= WHAT IS NEEDED =
Print the line containing "- text: 规范化与断点服务" and every later line of the records. Keep each one exactly as given, ending with the last.

= RECORDS SUPPLIED =
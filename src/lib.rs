//! zsearch - 基于排序规则的字符串搜索库
//!
//! 模块结构：
//! - collation: 排序服务（CE / PCE、Collator trait、参考排序引擎）
//! - text: 规范化与断点服务
//! - search: 搜索核心（pattern 模型、CE 缓冲、匹配器、重音重排、搜索会话）
//! - settings: JSON 搜索设置
//! - logging: tracing 初始化
//! - error: 错误类型

pub mod collation;
pub mod error;
pub mod logging;
pub mod search;
pub mod settings;
pub mod text;

pub use collation::{Collator, RootCollator, Strength, Tailoring};
pub use error::{Result, SearchError};
pub use search::{MatchResult, StringSearch};
pub use settings::SearchSettings;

= FINISHED EXERCISE =
//! - text: 规范化与断点服务
//! - search: 搜索核心（pattern 模型、CE 缓冲、匹配器、重音重排、搜索会话）
//! - settings: JSON 搜索设置
//! - logging: tracing 初始化
//! - error: 错误类型

pub mod collation;
pub mod error;
pub mod logging;
pub mod search;
pub mod settings;
pub mod text;

pub use collation::{Collator, RootCollator, Strength, Tailoring};
pub use error::{Result, SearchError};
pub use search::{MatchResult, StringSearch};
pub use settings::SearchSettings;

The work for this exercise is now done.